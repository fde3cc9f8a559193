//! Canonical representation of a qualified symbol name.
//!
//! A [`NameHierarchy`] is the sole identity key for a node: two hierarchies
//! are the same symbol iff [`NameHierarchy::to_database_string`] produces
//! byte-equal output.

use serde_json::Value;

const META_DELIMITER: &str = "\tm";
const NAME_DELIMITER: &str = "\tn";
const PARTS_DELIMITER: &str = "\ts";
const SIGNATURE_DELIMITER: &str = "\tp";

/// A single hierarchical element of a symbol's name, e.g. the `m` in `C::m`.
#[derive(Debug, Clone, Default, PartialEq, Eq)]
pub struct NameElement {
    pub prefix: String,
    pub name: String,
    pub postfix: String,
}

impl NameElement {
    pub fn new(prefix: impl Into<String>, name: impl Into<String>, postfix: impl Into<String>) -> Self {
        Self {
            prefix: prefix.into(),
            name: name.into(),
            postfix: postfix.into(),
        }
    }

    /// Convenience constructor for an element with no prefix/postfix.
    pub fn named(name: impl Into<String>) -> Self {
        Self {
            prefix: String::new(),
            name: name.into(),
            postfix: String::new(),
        }
    }
}

/// A non-empty ordered sequence of [`NameElement`]s plus a delimiter string.
#[derive(Debug, Clone, Default, PartialEq, Eq)]
pub struct NameHierarchy {
    pub delimiter: String,
    pub elements: Vec<NameElement>,
}

impl NameHierarchy {
    pub fn new(delimiter: impl Into<String>, elements: Vec<NameElement>) -> Self {
        Self {
            delimiter: delimiter.into(),
            elements,
        }
    }

    /// A one-element hierarchy with an empty delimiter, e.g. the sentinel
    /// `"unsolved symbol"` node or a bare identifier.
    pub fn single(delimiter: impl Into<String>, name: impl Into<String>) -> Self {
        Self {
            delimiter: delimiter.into(),
            elements: vec![NameElement::named(name)],
        }
    }

    /// The prefix of `self` containing only its first `len` elements.
    pub fn prefix(&self, len: usize) -> NameHierarchy {
        NameHierarchy {
            delimiter: self.delimiter.clone(),
            elements: self.elements[..len].to_vec(),
        }
    }

    /// Database serialization — the identity key. Bit-exact; the external
    /// reader expects this exact format:
    /// `<delimiter>\tm<elem0>\tn<elem1>\tn…\tn<elemN>`, each `<elem>` being
    /// `<name>\ts<prefix>\tp<postfix>`.
    pub fn to_database_string(&self) -> String {
        let mut serialized = String::new();
        serialized.push_str(&self.delimiter);
        serialized.push_str(META_DELIMITER);
        for (i, element) in self.elements.iter().enumerate() {
            if i != 0 {
                serialized.push_str(NAME_DELIMITER);
            }
            serialized.push_str(&element.name);
            serialized.push_str(PARTS_DELIMITER);
            serialized.push_str(&element.prefix);
            serialized.push_str(SIGNATURE_DELIMITER);
            serialized.push_str(&element.postfix);
        }
        serialized
    }

    /// JSON interchange form, pretty-printed with 4-space indentation:
    /// `{"name_delimiter": …, "name_elements": [{"prefix","name","postfix"}]}`.
    pub fn to_json(&self) -> String {
        let mut elements = Vec::with_capacity(self.elements.len());
        for element in &self.elements {
            elements.push(serde_json::json!({
                "prefix": element.prefix,
                "name": element.name,
                "postfix": element.postfix,
            }));
        }
        let value = serde_json::json!({
            "name_delimiter": self.delimiter,
            "name_elements": elements,
        });
        to_string_pretty_4(&value)
    }

    /// Tolerant JSON parsing: missing or non-string fields default to `""`;
    /// a document that isn't valid JSON, or whose top level isn't an object,
    /// yields an empty hierarchy (zero elements) rather than an error.
    /// `diagnostic` receives a human-readable description of what went
    /// wrong, or is left untouched on success.
    pub fn from_json(serialized: &str, diagnostic: &mut Option<String>) -> NameHierarchy {
        let value: Value = match serde_json::from_str(serialized) {
            Ok(v) => v,
            Err(e) => {
                *diagnostic = Some(format!("failed to parse name hierarchy json: {e}"));
                return NameHierarchy::default();
            }
        };

        let Some(object) = value.as_object() else {
            *diagnostic = Some("name hierarchy json is not an object".to_string());
            return NameHierarchy::default();
        };

        let delimiter = object
            .get("name_delimiter")
            .and_then(Value::as_str)
            .unwrap_or_default()
            .to_string();

        let mut elements = Vec::new();
        if let Some(array) = object.get("name_elements").and_then(Value::as_array) {
            for item in array {
                let prefix = item
                    .get("prefix")
                    .and_then(Value::as_str)
                    .unwrap_or_default()
                    .to_string();
                let name = item
                    .get("name")
                    .and_then(Value::as_str)
                    .unwrap_or_default()
                    .to_string();
                let postfix = item
                    .get("postfix")
                    .and_then(Value::as_str)
                    .unwrap_or_default()
                    .to_string();
                elements.push(NameElement {
                    prefix,
                    name,
                    postfix,
                });
            }
        }

        NameHierarchy { delimiter, elements }
    }
}

/// `serde_json`'s built-in pretty printer uses 2-space indentation; the
/// on-disk/interchange format this crate is compatible with uses 4, so the
/// formatter is configured explicitly rather than accepting the default.
fn to_string_pretty_4(value: &Value) -> String {
    let formatter = serde_json::ser::PrettyFormatter::with_indent(b"    ");
    let mut buf = Vec::new();
    let mut serializer = serde_json::Serializer::with_formatter(&mut buf, formatter);
    serde::Serialize::serialize(value, &mut serializer).expect("Value serialization cannot fail");
    String::from_utf8(buf).expect("json output is always valid utf-8")
}

#[cfg(test)]
mod tests {
    use super::*;

    #[test]
    fn s1_single_element_database_string() {
        let h = NameHierarchy::new(".", vec![NameElement::named("foo")]);
        assert_eq!(h.to_database_string(), ".\tmfoo\ts\tp");
    }

    #[test]
    fn s2_qualified_database_string() {
        let h = NameHierarchy::new(
            "::",
            vec![
                NameElement::named("ns"),
                NameElement::named("C"),
                NameElement::new("void", "m", "()"),
            ],
        );
        assert_eq!(
            h.to_database_string(),
            "::\tmns\ts\tp\tnC\ts\tp\tnm\tsvoid\tp()"
        );
    }

    #[test]
    fn json_round_trips_when_no_escaping_is_needed() {
        let h = NameHierarchy::new(
            "::",
            vec![NameElement::new("void", "m", "()"), NameElement::named("n")],
        );
        let json = h.to_json();
        let mut diagnostic = None;
        let parsed = NameHierarchy::from_json(&json, &mut diagnostic);
        assert_eq!(parsed, h);
        assert!(diagnostic.is_none());
    }

    #[test]
    fn json_is_pretty_printed_with_four_spaces() {
        let h = NameHierarchy::single(".", "foo");
        let json = h.to_json();
        assert!(json.contains("\n    \"name_delimiter\""));
    }

    #[test]
    fn malformed_json_yields_empty_hierarchy_and_diagnostic() {
        let mut diagnostic = None;
        let parsed = NameHierarchy::from_json("not json", &mut diagnostic);
        assert!(parsed.elements.is_empty());
        assert!(diagnostic.is_some());
    }

    #[test]
    fn missing_fields_default_to_empty_strings() {
        let mut diagnostic = None;
        let parsed = NameHierarchy::from_json(
            r#"{"name_elements":[{"name":"foo"}]}"#,
            &mut diagnostic,
        );
        assert_eq!(parsed.delimiter, "");
        assert_eq!(parsed.elements, vec![NameElement::named("foo")]);
    }

    #[test]
    fn non_object_top_level_yields_empty_hierarchy() {
        let mut diagnostic = None;
        let parsed = NameHierarchy::from_json("[1,2,3]", &mut diagnostic);
        assert!(parsed.elements.is_empty());
        assert!(diagnostic.is_some());
    }

    #[test]
    fn prefix_truncates_elements_and_keeps_delimiter() {
        let h = NameHierarchy::new(
            "::",
            vec![NameElement::named("ns"), NameElement::named("C"), NameElement::named("m")],
        );
        let p = h.prefix(2);
        assert_eq!(p.delimiter, "::");
        assert_eq!(p.elements.len(), 2);
    }
}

» **ACTIVITY**
Restate word for word the lines in the material above from the one with "const SIGNATURE_DELIMITER: &str" to the one with "with no prefix/postfix."; both of those lines count, and nothing else does.

» **REPLY TO THE EXERCISE**
const SIGNATURE_DELIMITER: &str = "\tp";

/// A single hierarchical element of a symbol's name, e.g. the `m` in `C::m`.
#[derive(Debug, Clone, Default, PartialEq, Eq)]
pub struct NameElement {
    pub prefix: String,
    pub name: String,
    pub postfix: String,
}

impl NameElement {
    pub fn new(prefix: impl Into<String>, name: impl Into<String>, postfix: impl Into<String>) -> Self {
        Self {
            prefix: prefix.into(),
            name: name.into(),
            postfix: postfix.into(),
        }
    }

    /// Convenience constructor for an element with no prefix/postfix.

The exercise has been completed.